What were the Imperialists doing? What were they thinking? They were as bad as the blind ones in the Assembly! This was no longer some distant, objective possibility. This was happening as they spoke. The knowledge of the Ancestors, lost because of the Flight, was being delivered into their hands and they could still leave orders for its destruction.
It was no help that part of him knew they were right. The only race the Imperialists could still win was the race to understand the artifacts. It was the last one that mattered, and the Imperialists would lose if he did not stand in the Assembly’s way.
Individuals can still betray. Uary forced the thought away and bent over the keys again.
Concentrate, he ordered himself.
He needed to be careful how he managed this. Two dozen other Bio-technicians and their Beholden waited for him to begin siphoning the raw data and rough conclusions he gleaned from the study of the artifacts. They would filter all they received even farther down, focus on their own areas of expertise, replicate each others’ analyses, and then funnel their results back into the main datastore, where the revelations could be organized, integrated, and returned to him. The subcommittees would work in shifts around the clock to understand the artifacts, but the first analysis was his.
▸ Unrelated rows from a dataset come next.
use regex::Regex;
use serde::{Deserialize, Serialize};
use std::collections::HashSet;

use crate::config::Vocabulary;
use crate::text::canonicalize;
use crate::{ProblemPhrase, RedditPost};

/// A structural cue. `pattern` is matched case-insensitively against one
/// sentence; its first capture group becomes the phrase.
#[derive(Debug, Clone, Serialize, Deserialize)]
pub struct CuePattern {
    pub id: String,
    pub pattern: String,
}

impl CuePattern {
    fn new(id: &str, pattern: &str) -> Self {
        Self {
            id: id.to_string(),
            pattern: pattern.to_string(),
        }
    }
}

#[derive(Debug, Clone, Serialize, Deserialize)]
#[serde(default)]
pub struct ExtractionConfig {
    pub cues: Vec<CuePattern>,
    pub keyword_detector: String,
    pub max_phrase_chars: usize,
    pub min_phrase_words: usize,
}

impl Default for ExtractionConfig {
    fn default() -> Self {
        Self {
            cues: vec![
                CuePattern::new(
                    "wish",
                    r"\bi wish (?:there (?:was|were) |i had |i could )?(?:an? |some )?(.+)",
                ),
                CuePattern::new(
                    "need_tool",
                    r"\b(?:is there|looking for|need|know of) (?:an? |any )(?:tool|app|way|service|software|solution) (?:to|that|for|which) (.+)",
                ),
                CuePattern::new(
                    "how_automate",
                    r"\bhow (?:do|can|would|should) (?:i|we|you) (?:automate|streamline|speed up|simplify) (.+)",
                ),
                CuePattern::new(
                    "manual_work",
                    r"\b(?:i|we) (?:have to|need to|spend (?:hours|ages|too long)) (?:manually )?(.+)",
                ),
                CuePattern::new(
                    "frustration",
                    r"\b(?:sick of|tired of|frustrated (?:with|by)|hate having to) (.+)",
                ),
            ],
            keyword_detector: "keyword".to_string(),
            max_phrase_chars: 80,
            min_phrase_words: 2,
        }
    }
}

pub struct PhraseExtractor {
    cues: Vec<(String, Regex)>,
    keyword_detector: String,
    problem_keywords: Vec<String>,
    max_phrase_chars: usize,
    min_phrase_words: usize,
    vocabulary: Vocabulary,
}

impl PhraseExtractor {
    pub fn new(config: &ExtractionConfig, vocabulary: &Vocabulary) -> Result<Self, String> {
        let mut cues = Vec::with_capacity(config.cues.len());
        for cue in &config.cues {
            let regex = Regex::new(&format!("(?i){}", cue.pattern))
                .map_err(|err| format!("invalid cue pattern {}: {}", cue.id, err))?;
            cues.push((cue.id.clone(), regex));
        }

        Ok(Self {
            cues,
            keyword_detector: config.keyword_detector.clone(),
            problem_keywords: vocabulary.problem_keywords.iter().cloned().collect(),
            max_phrase_chars: config.max_phrase_chars.max(1),
            min_phrase_words: config.min_phrase_words.max(1),
            vocabulary: vocabulary.clone(),
        })
    }

    pub fn extract_all(&self, posts: &[RedditPost]) -> Vec<ProblemPhrase> {
        posts.iter().flat_map(|post| self.extract(post)).collect()
    }

    /// At most one phrase per sentence and one per (post, signature).
    pub fn extract(&self, post: &RedditPost) -> Vec<ProblemPhrase> {
        let mut phrases = Vec::new();
        let mut seen: HashSet<String> = HashSet::new();

        for sentence in split_sentences(&post.full_text()) {
            let Some((detector, raw)) = self.detect(sentence) else {
                continue;
            };
            let Some(phrase) = self.build_phrase(raw) else {
                continue;
            };
            let canonical = canonicalize(&phrase, &self.vocabulary);
            if canonical.is_empty() || !seen.insert(canonical.clone()) {
                continue;
            }
            phrases.push(ProblemPhrase {
                post_id: post.id.clone(),
                phrase,
                canonical,
                matched_text: sentence.to_string(),
                detector,
            });
        }

        phrases
    }

    fn detect<'s>(&self, sentence: &'s str) -> Option<(String, &'s str)> {
        for (id, regex) in &self.cues {
            if let Some(captures) = regex.captures(sentence) {
                let matched = captures.get(1).or_else(|| captures.get(0))?;
                return Some((id.clone(), matched.as_str()));
            }
        }

        let lowercase = sentence.to_lowercase();
        if self
            .problem_keywords
            .iter()
            .any(|keyword| lowercase.contains(keyword.as_str()))
        {
            return Some((self.keyword_detector.clone(), sentence));
        }

        None
    }

    fn build_phrase(&self, raw: &str) -> Option<String> {
        let clause = clip_clause(raw);
        let words: Vec<&str> = clause.split_whitespace().collect();
        if words.len() < self.min_phrase_words {
            return None;
        }

        let mut phrase = String::new();
        for word in words {
            let word = title_case(word);
            let extra = if phrase.is_empty() { 0 } else { 1 };
            if phrase.chars().count() + extra + word.chars().count() > self.max_phrase_chars {
                break;
            }
            if !phrase.is_empty() {
                phrase.push(' ');
            }
            phrase.push_str(&word);
        }

        if phrase.is_empty() {
            None
        } else {
            Some(phrase)
        }
    }
}

pub fn split_sentences(text: &str) -> Vec<&str> {
    text.split(|ch: char| matches!(ch, '.' | '!' | '?' | '\n'))
        .map(str::trim)
        .filter(|sentence| !sentence.is_empty())
        .collect()
}

fn clip_clause(raw: &str) -> &str {
    let mut end = raw.len();
    for separator in [",", ";", ":", " because ", " but ", " so that "] {
        if let Some(idx) = raw.find(separator) {
            end = end.min(idx);
        }
    }
    raw[..end].trim_matches(|ch: char| ch.is_whitespace() || ch == '"' || ch == '\'')
}

pub fn title_case(word: &str) -> String {
    let mut chars = word.chars();
    match chars.next() {
        Some(first) => first.to_uppercase().chain(chars.flat_map(char::to_lowercase)).collect(),
        None => String::new(),
    }
}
For a few brief hours, Uary had the artifacts to himself.
He did not like to think about the fact that he had Basq’s political maneuvering to thank for that. He was quite sure Basq didn’t either. But Uary was the Bio-tech for Basq’s committee. If Basq was assigned to the recovery of the artifacts, so was Uary.
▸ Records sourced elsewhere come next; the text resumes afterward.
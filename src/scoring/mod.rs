pub mod diversity;
pub mod idea;
pub mod post;

pub use diversity::{CommunityDiversityConfig, CommunityDiversityScorer};
pub use idea::{IdeaScoreConfig, IdeaScorer};
pub use post::{PostScore, PostScoreConfig, PostScorer};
Uary opened the connections from his datastore to the secondary storage that could be tapped by the other Bio-techs. He did it carefully, introducing small flaws into the lines’ controls. He couldn’t hide completely, but he could delay. He could be a little slow in filtering the gathered data from his private store to the committee-accessible store. The lines could require extra processing time because of the volume and complexity of the data. The ship-to-ship transmitters could have difficulty finding open channels that would guarantee that the packages would arrive intact. These little things could be made to add up.